Okuma is a guy I always forget about, but contributed nasty headbutts (including a big standing splash variation) and has some great battles with Rusher and Baba. Even Rusher has his vicious moments, taking a ton of headbutts and throwing heavy chops, choking Eigen hard in the ropes. The comedy is well integrated and smartly played, not nearly so much a focal point of the match style, but a fun added feature of a quicker paced match than you'd expect. There was a lot of movement for a match that would become the old man style, and the few comedy spots provide nice breaks in the action. We get the Eigen spitting spot, except nobody has newspapers and he makes it to the 3rd row. And we get a great comedy callback spot to play off an earlier Baba moment. Kabuki had hit a hard bodyslam on Fuchi and Baba stepped firmly down onto Fuchi's stomach with his gigantic foot, then firmly walking on and over him. Fuchi later tries to do the same, only to get his foot grabbed, tripping him on his way over. The finish is a bit abrupt, which is a funny thing to say about one of the longest matches on the show. But I thought this was really one of the best matches from a style not known for it's high end in-ring. 


Shinichi Nakano vs. Randy Rose

MD: You feel a little bad for Rose to have to follow Rip on the card. He tried hard, though, including hitting an axe-handle off the apron, but his stooge stuff (like getting pulled off the ropes in a double leg or teeter-tottering like Funk in the ropes while getting chopped or getting atomic dropped onto a chair) wasn't going to play post-Rip. Nakano, like usual, was just there. This was fine but the crowd didn't come along.


Shunji Takano/Akira Taue vs. Abdullah the Butcher/Ivan Koloff

MD: A nothing match. This was a good tour for Koloff, but you don't really get to see that here so just take my word for it. Taue wasn't even close to being The Taue at this point, and watching him here, you couldn't be blamed for thinking he'd be another sumo guy who didn't make it. Takano (who was a couple of years younger actually), on the other hand, seemed like he would have been a player.


Yoshiaki Yatsu/Kenta Kobashi vs. The British Bulldogs

MD: This was mostly Davey Boy putting young Kobashi through his paces, but that was a lot of fun to see. Davey looked great and like he could have been feuding with Jumbo or Tenryu for the Triple Crown if he didn't go to the WWF towards the end of 90. I'm iffy on late Bulldogs matches because it's not very enjoyable to watch broken-down Dynamite, but he wasn't in much and mostly threw headbutts or did a little bit of grinding on Kobashi when he was in.
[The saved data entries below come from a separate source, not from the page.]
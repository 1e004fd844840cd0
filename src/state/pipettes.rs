//! Loaded pipettes and where they last were.

use std::collections::HashMap;

use serde::{Deserialize, Serialize};

use super::HandlesActions;
use crate::actions::Action;
use crate::commands::{CommandParams, CommandResult, CommandStatus};
use crate::definitions::{pipette_config, PipetteStaticConfig};
use crate::error::{EngineError, EngineResult};
use crate::types::{CurrentWell, Mount, MountType, Point, TipGeometry};

/// A pipette known to the engine.
#[derive(Debug, Clone, PartialEq, Serialize, Deserialize)]
#[serde(rename_all = "camelCase")]
pub struct LoadedPipette {
    pub id: String,
    pub pipette_name: String,
    pub mount: MountType,
}

/// Last commanded deck position of a mount.
#[derive(Debug, Clone, Copy, PartialEq)]
struct CurrentDeckPoint {
    mount: MountType,
    position: Point,
}

/// Pipette state container.
#[derive(Debug, Clone, Default)]
pub struct PipetteState {
    pipettes_by_id: HashMap<String, LoadedPipette>,
    pipette_order: Vec<String>,
    attached_tip_by_id: HashMap<String, TipGeometry>,
    movement_speed_by_id: HashMap<String, f64>,
    current_well: Option<CurrentWell>,
    current_deck_point: Option<CurrentDeckPoint>,
}

impl PipetteState {
    fn set_location(&mut self, pipette_id: &str, well: Option<CurrentWell>, position: Point) {
        self.current_well = well;
        if let Some(pipette) = self.pipettes_by_id.get(pipette_id) {
            self.current_deck_point = Some(CurrentDeckPoint {
                mount: pipette.mount,
                position,
            });
        }
    }

    fn clear_location(&mut self) {
        self.current_well = None;
        self.current_deck_point = None;
    }

    fn handle_succeeded(&self, params: &CommandParams, result: &CommandResult) -> Option<Self> {
        let mut next = self.clone();
        match (params, result) {
            (CommandParams::LoadPipette(params), CommandResult::LoadPipette(result)) => {
                if !next.pipettes_by_id.contains_key(&result.pipette_id) {
                    next.pipette_order.push(result.pipette_id.clone());
                }
                next.pipettes_by_id.insert(
                    result.pipette_id.clone(),
                    LoadedPipette {
                        id: result.pipette_id.clone(),
                        pipette_name: params.pipette_name.clone(),
                        mount: params.mount,
                    },
                );
                next.attached_tip_by_id.remove(&result.pipette_id);
            }
            (CommandParams::MoveToWell(params), CommandResult::MoveToWell(result)) => {
                let well = CurrentWell {
                    pipette_id: params.pipette_id.clone(),
                    labware_id: params.labware_id.clone(),
                    well_name: params.well_name.clone(),
                };
                next.set_location(&params.pipette_id, Some(well), result.position);
            }
            (CommandParams::PickUpTip(params), CommandResult::PickUpTip(result)) => {
                let well = CurrentWell {
                    pipette_id: params.pipette_id.clone(),
                    labware_id: params.labware_id.clone(),
                    well_name: params.well_name.clone(),
                };
                next.set_location(&params.pipette_id, Some(well), result.position);
                next.attached_tip_by_id.insert(
                    params.pipette_id.clone(),
                    TipGeometry {
                        length: result.tip_length,
                        diameter: result.tip_diameter,
                        volume: result.tip_volume,
                    },
                );
            }
            (CommandParams::DropTip(params), CommandResult::DropTip(result)) => {
                let well = CurrentWell {
                    pipette_id: params.pipette_id.clone(),
                    labware_id: params.labware_id.clone(),
                    well_name: params.well_name.clone(),
                };
                next.set_location(&params.pipette_id, Some(well), result.position);
                next.attached_tip_by_id.remove(&params.pipette_id);
            }
            (CommandParams::MoveRelative(params), CommandResult::MoveRelative(result)) => {
                // Still over the same well, just somewhere else relative to it
                let well = next.current_well.clone();
                next.set_location(&params.pipette_id, well, result.position);
            }
            (CommandParams::Home(_), _) => next.clear_location(),
            (CommandParams::MoveLabware(params), _) => {
                // The moved labware is no longer where the pipette was
                let was_over_moved_labware = next
                    .current_well
                    .as_ref()
                    .map(|well| well.labware_id == params.labware_id)
                    .unwrap_or(false);
                if was_over_moved_labware || params.strategy.uses_gripper() {
                    next.clear_location();
                } else {
                    return None;
                }
            }
            (CommandParams::ThermocyclerOpenLid(_), _) | (CommandParams::ThermocyclerCloseLid(_), _) => {
                // Lid motion homes the gantry out of the way
                next.clear_location();
            }
            _ => return None,
        }
        Some(next)
    }
}

impl HandlesActions for PipetteState {
    fn handle_action(&self, action: &Action) -> Option<Self> {
        match action {
            Action::UpdateCommand { command } if command.status == CommandStatus::Succeeded => {
                let result = command.result.as_ref()?;
                self.handle_succeeded(&command.params, result)
            }
            Action::SetPipetteMovementSpeed { pipette_id, speed } => {
                let mut next = self.clone();
                match speed {
                    Some(speed) => next.movement_speed_by_id.insert(pipette_id.clone(), *speed),
                    None => next.movement_speed_by_id.remove(pipette_id),
                };
                Some(next)
            }
            _ => None,
        }
    }
}

/// Read-only pipette state view.
#[derive(Debug, Clone, Copy)]
pub struct PipetteView<'a> {
    state: &'a PipetteState,
}

impl<'a> PipetteView<'a> {
    pub(crate) fn new(state: &'a PipetteState) -> Self {
        Self { state }
    }

    /// Get a loaded pipette by id.
    pub fn get(&self, pipette_id: &str) -> EngineResult<&'a LoadedPipette> {
        self.state
            .pipettes_by_id
            .get(pipette_id)
            .ok_or_else(|| EngineError::PipetteNotLoaded(format!("Pipette {pipette_id} not found.")))
    }

    pub fn get_all(&self) -> Vec<&'a LoadedPipette> {
        self.state
            .pipette_order
            .iter()
            .filter_map(|id| self.state.pipettes_by_id.get(id))
            .collect()
    }

    /// Pipette loaded on a mount, if any.
    pub fn get_by_mount(&self, mount: MountType) -> Option<&'a LoadedPipette> {
        self.get_all().into_iter().find(|pipette| pipette.mount == mount)
    }

    pub fn get_mount(&self, pipette_id: &str) -> EngineResult<MountType> {
        Ok(self.get(pipette_id)?.mount)
    }

    /// Hardware mount a pipette sits on.
    pub fn get_hardware_mount(&self, pipette_id: &str) -> EngineResult<Mount> {
        Ok(Mount::from(self.get_mount(pipette_id)?))
    }

    /// Static configuration for a loaded pipette's model.
    pub fn get_config(&self, pipette_id: &str) -> EngineResult<&'static PipetteStaticConfig> {
        let pipette = self.get(pipette_id)?;
        pipette_config(&pipette.pipette_name).ok_or_else(|| {
            EngineError::PipetteNotLoaded(format!("No configuration for pipette {}", pipette.pipette_name))
        })
    }

    /// The well the most recent pipette move ended in.
    pub fn get_current_well(&self) -> Option<&'a CurrentWell> {
        self.state.current_well.as_ref()
    }

    /// Last known deck position of a pipette, if it was the last to move.
    pub fn get_deck_point(&self, pipette_id: &str) -> Option<Point> {
        let mount = self.get_mount(pipette_id).ok()?;
        self.state
            .current_deck_point
            .filter(|point| point.mount == mount)
            .map(|point| point.position)
    }

    pub fn get_attached_tip(&self, pipette_id: &str) -> Option<TipGeometry> {
        self.state.attached_tip_by_id.get(pipette_id).copied()
    }

    /// Whether the pipette has a tip on.
    pub fn get_has_tip(&self, pipette_id: &str) -> bool {
        self.state.attached_tip_by_id.contains_key(pipette_id)
    }

    /// Movement speed override, if one was set.
    pub fn get_movement_speed(&self, pipette_id: &str, requested: Option<f64>) -> Option<f64> {
        requested.or_else(|| self.state.movement_speed_by_id.get(pipette_id).copied())
    }

    /// Nominal overlap between a tip from `labware_uri` and this pipette's nozzle.
    pub fn get_nominal_tip_overlap(&self, pipette_id: &str, _labware_uri: &str) -> EngineResult<f64> {
        Ok(self.get_config(pipette_id)?.default_tip_overlap)
    }

    /// Fraction of a tip's length to lower into a tip rack when returning it.
    pub fn get_return_tip_scale(&self, pipette_id: &str) -> EngineResult<f64> {
        Ok(self.get_config(pipette_id)?.return_tip_scale)
    }

    pub fn validate_action_allowed(&self, action: &Action) -> EngineResult<()> {
        if let Action::SetPipetteMovementSpeed { pipette_id, .. } = action {
            self.get(pipette_id)?;
        }
        Ok(())
    }
}
//! Move a pipette along one axis.

use async_trait::async_trait;
use serde::{Deserialize, Serialize};

use super::{CommandContext, CommandImplementation, CommandResult};
use crate::error::EngineResult;
use crate::types::{MovementAxis, Point};

#[derive(Debug, Clone, PartialEq, Serialize, Deserialize)]
#[serde(rename_all = "camelCase")]
pub struct MoveRelativeParams {
    pub pipette_id: String,
    pub axis: MovementAxis,
    /// Distance in millimeters, negative to move toward the origin
    pub distance: f64,
}

#[derive(Debug, Clone, PartialEq, Serialize, Deserialize)]
pub struct MoveRelativeResult {
    pub position: Point,
}

#[async_trait]
impl CommandImplementation for MoveRelativeParams {
    async fn execute(&self, ctx: &CommandContext<'_>) -> EngineResult<CommandResult> {
        let position = ctx
            .movement
            .move_relative(&self.pipette_id, self.axis, self.distance)
            .await?;
        Ok(CommandResult::MoveRelative(MoveRelativeResult { position }))
    }
}
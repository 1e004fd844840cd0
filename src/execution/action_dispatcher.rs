//! Fan-out of dispatched actions.
//!
//! Every action goes to the [`StateStore`] first. Only if the store accepts it
//! is it forwarded to the secondary [`ActionHandler`]s, in registration order.

use std::sync::Arc;

use parking_lot::RwLock;
use tracing::debug;

use crate::actions::Action;
use crate::error::EngineResult;
use crate::state::StateStore;

/// Observer of accepted actions.
pub trait ActionHandler: Send + Sync {
    fn handle_action(&self, action: &Action);
}

/// Logs each accepted action at debug level.
#[derive(Debug, Default)]
pub struct ActionLogger;

impl ActionHandler for ActionLogger {
    fn handle_action(&self, action: &Action) {
        match action {
            Action::UpdateCommand { command } => debug!(
                "Action {}: command '{}' ({}) is {:?}",
                action.name(),
                command.id,
                command.command_type(),
                command.status
            ),
            Action::FailCommand { command_id, error } => debug!(
                "Action {}: command '{}' failed with {}",
                action.name(),
                command_id,
                error.error_type
            ),
            _ => debug!("Action {}", action.name()),
        }
    }
}

/// Routes actions to the store and then to registered handlers.
pub struct ActionDispatcher {
    state: Arc<StateStore>,
    handlers: RwLock<Vec<Arc<dyn ActionHandler>>>,
}

impl std::fmt::Debug for ActionDispatcher {
    fn fmt(&self, f: &mut std::fmt::Formatter<'_>) -> std::fmt::Result {
        f.debug_struct("ActionDispatcher")
            .field("handler_count", &self.handlers.read().len())
            .finish()
    }
}

impl ActionDispatcher {
    pub fn new(state: Arc<StateStore>) -> Self {
        Self {
            state,
            handlers: RwLock::new(Vec::new()),
        }
    }

    /// Register a secondary handler.
    pub fn add_handler(&self, handler: Arc<dyn ActionHandler>) {
        self.handlers.write().push(handler);
    }

    /// Apply `action` to state, then notify handlers.
    pub fn dispatch(&self, action: Action) -> EngineResult<()> {
        self.state.dispatch(&action)?;
        let handlers = self.handlers.read().clone();
        for handler in handlers {
            handler.handle_action(&action);
        }
        Ok(())
    }

    /// The store this dispatcher writes to.
    pub fn state(&self) -> &Arc<StateStore> {
        &self.state
    }
}

#[cfg(test)]
mod tests {
    use super::*;
    use crate::config::{DeckType, EngineConfig};
    use crate::definitions::DeckDefinition;
    use crate::state::State;
    use chrono::Utc;
    use parking_lot::Mutex;

    #[derive(Default)]
    struct Recorder {
        names: Mutex<Vec<&'static str>>,
    }

    impl ActionHandler for Recorder {
        fn handle_action(&self, action: &Action) {
            self.names.lock().push(action.name());
        }
    }

    fn dispatcher() -> ActionDispatcher {
        let store = StateStore::new(State::new(
            EngineConfig::default(),
            DeckDefinition::standard(DeckType::Ot2Standard),
            vec![],
        ));
        ActionDispatcher::new(Arc::new(store))
    }

    #[test]
    fn test_handlers_only_see_accepted_actions() {
        let dispatcher = dispatcher();
        let recorder = Arc::new(Recorder::default());
        dispatcher.add_handler(recorder.clone());

        dispatcher.dispatch(Action::Stop).unwrap();
        assert!(dispatcher
            .dispatch(Action::Play { requested_at: Utc::now() })
            .is_err());

        assert_eq!(*recorder.names.lock(), vec!["stop"]);
    }

    #[tracing_test::traced_test]
    #[test]
    fn test_action_logger_logs_action_name() {
        let dispatcher = dispatcher();
        dispatcher.add_handler(Arc::new(ActionLogger));
        dispatcher
            .dispatch(Action::Pause {
                source: crate::actions::PauseSource::Client,
            })
            .unwrap();
        assert!(logs_contain("Action pause"));
    }
}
Yatsu got to clean house towards the end but this felt about getting some more miles on Kobashi.


Jumbo Tsuruta/Tiger Mask II/Isao Takagi vs. Genichiro Tenryu/Toshiaki Kawada/Samson Fuyuki

MD: This came just a few days after Takagi brutally ambushed Tenryu before a singles TV match with Koloff. It's also one of Tiger Mask Misawa's first matches back after missing most of 89 with an injury. Tenryu had faced Jumbo dozens of times over the last year, but generally, Tenryi had the younger guys (in Footloose) on his side and Jumbo would have older warriors like Kabuki or Yatsu on his. There wasn't a lot of opportunity to see Tenryu be a grumpy bastard against the youth. He made up for lost time here. Every time he got into the ring and got his hands on Takagi, it's great. He just brutalizes him for a few seconds and then dismissively tags out to one of his partners. He's equally a jerk to Tiger Mask (chopping him for no reason whenever he gets too close to the corner while he's on the apron) and, of course, Jumbo (just leaping into the ring, running across and tagging him). 

My single favorite bit was him wrecking Takagi after Isao had the impudence to pull Tiger Mask out of the way of the Tenryu top rope elbow drop. It was obvious that he took it personally and no one was better at taking things personally than Tenryu. Even though that was my favorite, the match was just full of great Tenryu moments: dropping a table on Takagi from the outside, eating some Tiger Mask kicks only to yank him down to the mat by his mask, smugly dodging a double knee by Takagi and Jumbo. All the while, he's incredibly giving, letting Tiger Mask and Takagi both have big moments against him. Jumbo and Footloose play their parts well and this ends up being as a really nice piece of business and a great lost match.